> [EXTRACTED ENTRIES]:
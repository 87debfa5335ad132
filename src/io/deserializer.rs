//! Line-oriented save reader.

use std::str::Split;

use super::Persist;
use crate::error::{LoadError, LoadResult};

/// Reads values back in the order a `Serializer` wrote them.
#[derive(Debug)]
pub struct Deserializer<'a> {
    lines: Split<'a, char>,
    /// 1-based number of the last line read.
    line: usize,
}

impl<'a> Deserializer<'a> {
    /// Lines end at `\n` only; a `\r` is part of the value.
    #[must_use]
    pub fn new(text: &'a str) -> Self {
        Self {
            lines: text.split('\n'),
            line: 0,
        }
    }

    /// Number of the last line read, for error reporting.
    #[must_use]
    pub fn line(&self) -> usize {
        self.line
    }

    pub fn read_str(&mut self) -> LoadResult<String> {
        let raw = self.lines.next().ok_or(LoadError::UnexpectedEof)?;
        self.line += 1;
        Ok(unescape(raw))
    }

    pub fn read_int(&mut self) -> LoadResult<i64> {
        let value = self.read_str()?;
        value
            .parse()
            .map_err(|_| LoadError::InvalidNumber { line: self.line })
    }

    /// An integer that must fit `T`, reported against its own line otherwise.
    pub fn read_int_as<T: TryFrom<i64>>(&mut self) -> LoadResult<T> {
        let value = self.read_int()?;
        T::try_from(value).map_err(|_| LoadError::InvalidNumber { line: self.line })
    }

    pub fn read_bool(&mut self) -> LoadResult<bool> {
        match self.read_str()?.as_str() {
            "true" => Ok(true),
            "false" => Ok(false),
            _ => Err(LoadError::InvalidBoolean { line: self.line }),
        }
    }

    pub fn read<T: Persist>(&mut self) -> LoadResult<T> {
        T::load(self)
    }
}

/// Reverse the save escaping in a single left-to-right pass.
fn unescape(raw: &str) -> String {
    let mut out = String::with_capacity(raw.len());
    let mut chars = raw.chars();
    while let Some(c) = chars.next() {
        if c != '\\' {
            out.push(c);
            continue;
        }
        match chars.next() {
            Some('s') => out.push('\\'),
            Some('n') => out.push('\n'),
            Some(other) => {
                out.push('\\');
                out.push(other);
            }
            None => out.push('\\'),
        }
    }
    out
}
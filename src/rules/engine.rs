//! Checked driver interface over `Game`.
//!
//! `Game` exposes the raw debit-then-perform protocol. `RulesEngine` wraps it
//! for drivers (bots, replays, tests) that want validation:
//! - What actions are on offer and legal
//! - Applying an action only if it is
//! - Whether the game is over

use log::warn;

use crate::core::{Action, PlayerId};
use crate::error::GameError;
use crate::game::Game;

/// Result of a completed game.
#[derive(Clone, Copy, Debug, PartialEq, Eq)]
pub struct GameResult {
    pub winner: PlayerId,
    /// Turns started before the game ended.
    pub turns: u32,
}

impl GameResult {
    /// Check if a player won.
    #[must_use]
    pub fn is_winner(&self, player: PlayerId) -> bool {
        self.winner == player
    }
}

/// Rules engine trait.
///
/// ## Implementation Notes
///
/// - `offered_actions`: everything shown to the player, allowed or not
/// - `apply_action`: must reject anything not offered or not allowed
/// - `is_terminal`: return None if the game continues
pub trait RulesEngine {
    /// Actions shown to the current player: the turn's actions followed by
    /// holder actions for each held item in display order.
    fn offered_actions(&self) -> Vec<Action>;

    /// Apply an offered, allowed action.
    fn apply_action(&mut self, action: &Action) -> Result<(), GameError>;

    /// Check if the game is over.
    fn is_terminal(&self) -> Option<GameResult>;

    // === Convenience Methods ===

    /// Offered actions that are currently allowed.
    fn legal_actions(&self) -> Vec<Action>;
}

impl RulesEngine for Game {
    fn offered_actions(&self) -> Vec<Action> {
        let mut actions = self.current_actions().to_vec();
        let board = self.board();
        for (id, _) in self.current_player().items.sorted_entries(board) {
            actions.extend(self.item_actions(id));
        }
        actions
    }

    fn apply_action(&mut self, action: &Action) -> Result<(), GameError> {
        if self.is_finished() {
            return Err(GameError::GameOver);
        }

        if !self.offered_actions().contains(action) || !action.is_allowed(self) {
            warn!("Rejected action {:?} for {}", action.name, self.current_player_id());
            return Err(GameError::ActionNotAllowed(action.name.clone()));
        }

        self.debit_and_perform(action);
        Ok(())
    }

    fn is_terminal(&self) -> Option<GameResult> {
        self.is_finished().then(|| GameResult {
            winner: self.current_player_id(),
            turns: self.turns(),
        })
    }

    fn legal_actions(&self) -> Vec<Action> {
        self.offered_actions()
            .into_iter()
            .filter(|action| action.is_allowed(self))
            .collect()
    }
}
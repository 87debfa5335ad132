//! Ledger algebra properties.
//!
//! These hold for any ledger, so they are checked over generated ones.

use std::collections::BTreeMap;

use oligopoly::board::{presets, MONEY};
use oligopoly::core::Ledger;
use proptest::prelude::*;

fn ledger_strategy() -> impl Strategy<Value = Ledger> {
    prop::collection::btree_map("[A-F]", -500i64..500, 0..6).prop_map(Ledger::from)
}

proptest! {
    #[test]
    fn proptest_merge_then_subtract_is_identity(start in ledger_strategy(), delta in ledger_strategy()) {
        let mut ledger = start.clone();
        ledger.merge(&delta);
        ledger.subtract(&delta);
        prop_assert_eq!(ledger, start);
    }

    #[test]
    fn proptest_has_all_is_reflexive(ledger in ledger_strategy()) {
        prop_assert!(ledger.has_all(&ledger));
    }

    #[test]
    fn proptest_no_zero_entries(start in ledger_strategy(), delta in ledger_strategy()) {
        let mut ledger = start;
        ledger.subtract(&delta);
        prop_assert!(ledger.iter().all(|(_, qty)| qty != 0));
        prop_assert_eq!(ledger.is_empty(), ledger.len() == 0);
    }

    #[test]
    fn proptest_map_identity_and_negation(ledger in ledger_strategy()) {
        prop_assert_eq!(Ledger::map(&ledger, |qty| qty), ledger.clone());

        let mut sum = ledger.clone();
        sum.merge(&Ledger::map(&ledger, |qty| -qty));
        prop_assert!(sum.is_empty());
    }
}

/// Test that equality ignores how a zero entry came about.
#[test]
fn test_equality_is_structural() {
    let mut a = Ledger::single(MONEY, 10);
    a.add("HOUSE", 2);
    a.add("HOUSE", -2);
    assert_eq!(a, Ledger::single(MONEY, 10));

    let from_map = Ledger::from(BTreeMap::from([(MONEY.to_string(), 10), ("HOUSE".to_string(), 0)]));
    assert_eq!(from_map, a);
}

/// Test that debt is any negative quantity and that negative costs never block.
#[test]
fn test_debt_and_receive_costs() {
    let mut wallet = Ledger::single(MONEY, 50);
    let refund = Ledger::single(MONEY, -100);
    assert!(wallet.has_all(&refund));

    wallet.subtract(&Ledger::single(MONEY, 60));
    assert!(wallet.has_debt());
    assert_eq!(wallet.get(MONEY), -10);
}

/// Test display ordering: money first, then properties by category order.
#[test]
fn test_format_sorts_by_item_order() {
    let board = presets::standard();
    let ledger: Ledger = [("RAILROAD_1", 1), ("BROWN_1", 1), (MONEY, 300)]
        .into_iter()
        .collect();

    let ids: Vec<_> = ledger.sorted_entries(&board).into_iter().map(|(id, _)| id).collect();
    assert_eq!(ids, [MONEY, "BROWN_1", "RAILROAD_1"]);
    assert_eq!(Ledger::new().format(&board), "-");
}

> [WHAT YOU NEED TO DO]:
Going through the data above, count each line that contains "text" and give only that figure.

> [SOLVED EXERCISE]:
2